美希は、そんなボルサノのことは気にぜずニコニコと笑みを浮かべボルサノの体に頬をすり寄せていた。
「もふもふー、えへへへ♪」
美希のそんな姿は、どこかお雪にも似ている。真司と菖蒲が美希見て微笑んでいると、勇が真司の服を爪で引っ掛けクイッと引っ張った。

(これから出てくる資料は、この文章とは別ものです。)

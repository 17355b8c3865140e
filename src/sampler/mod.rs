//! Batch samplers over a [`Dataset`](crate::dataset::Dataset)'s indices.

mod commonsense;
mod relation;

pub use commonsense::{
    CommonsenseTables, DomainId, RelationComplexity, DOM_ENT_FILE, ENT_DOM_FILE, REL2DOM_H_FILE,
    REL2DOM_T_FILE, REL2NN_FILE,
};
pub use relation::{BatchComposition, RelationBatchSampler, RelationBatches};
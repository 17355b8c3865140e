//! `Tokenize` backed by a HuggingFace `tokenizer.json`.

use std::path::Path;

use tokenizers::utils::truncation::{TruncationParams, TruncationStrategy};
use tokenizers::Tokenizer;

use crate::error::{CakeError, Result};
use crate::text::tokenizer::{Encoding, Tokenize, PAD_TOKEN};

/// Pretrained subword tokenizer truncating to `max_num_tokens`.
pub struct HfTokenizer {
    inner: Tokenizer,
    pad_token_id: u32,
}

impl HfTokenizer {
    pub fn from_file(path: impl AsRef<Path>, max_num_tokens: usize) -> Result<Self> {
        let mut inner = Tokenizer::from_file(path.as_ref())
            .map_err(|e| CakeError::Tokenizer(format!("failed to load tokenizer: {}", e)))?;
        inner
            .with_truncation(Some(TruncationParams {
                max_length: max_num_tokens,
                strategy: TruncationStrategy::LongestFirst,
                ..Default::default()
            }))
            .map_err(|e| CakeError::Tokenizer(e.to_string()))?;
        inner.with_padding(None);

        let pad_token_id = inner.token_to_id(PAD_TOKEN).unwrap_or(0);
        Ok(Self {
            inner,
            pad_token_id,
        })
    }
}

impl Tokenize for HfTokenizer {
    fn tokenize(&self, text: &str, text_pair: Option<&str>) -> Result<Encoding> {
        let encoding = match text_pair {
            Some(pair) => self.inner.encode((text, pair), true),
            None => self.inner.encode(text, true),
        }
        .map_err(|e| CakeError::Tokenizer(e.to_string()))?;

        Ok(Encoding {
            input_ids: encoding.get_ids().to_vec(),
            token_type_ids: encoding.get_type_ids().to_vec(),
        })
    }

    fn pad_token_id(&self) -> u32 {
        self.pad_token_id
    }
}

真司は勇が何かを言おうとしているのに気づき、菖蒲と話したように勇の顔に耳元を近づける。
「どうしたんですか?」
「は、はははよ帰ろうっ! 今すぐ帰ろうっ! ていうか、帰りたいっ!!」
「え? どうしてですか?」
「え、ええから、はよ帰るんや!」
真っ青な顔をして慌てている勇に真司は「わ、わかりました」と、返事をした。
真司は、また菖蒲の袖を小さく引っ張る。
「菖蒲さん、勇さんが……」
菖蒲は、何かを言いたそうな勇を見て小さく頷いた。
「うむ、仕方あらへんの。美希よ。来たばかりで申し訳あらへんが、私らは、そろそろおいとまさせてもらおうかの」
「えー、もう?」
「本当に、ごめんね? どうも、猫の調子が悪いみたいだから」
真司は、その場逃れの嘘をつき美希の小さな頭を優しく撫でる。
すると、菖蒲も美希の視線に合わせるように少し屈み、申し訳なさそうな顔をした。
「すまんの、美希」
美希は拗ねたように頬を膨らませていたが、菖蒲を見るとニコリと笑った。
「ううん。猫さんの調子が悪いなら仕方ないよ。また、遊びに来てくれる? お姉ちゃん、お兄ちゃん」
「あ、うん!」
「じゃあ、ウチ、お姉ちゃんたちお見送りする!」
「ありがとう」
菖蒲は美希に微笑みお礼を言うと、真司と菖蒲、そして勇は美希の家を出たのだった。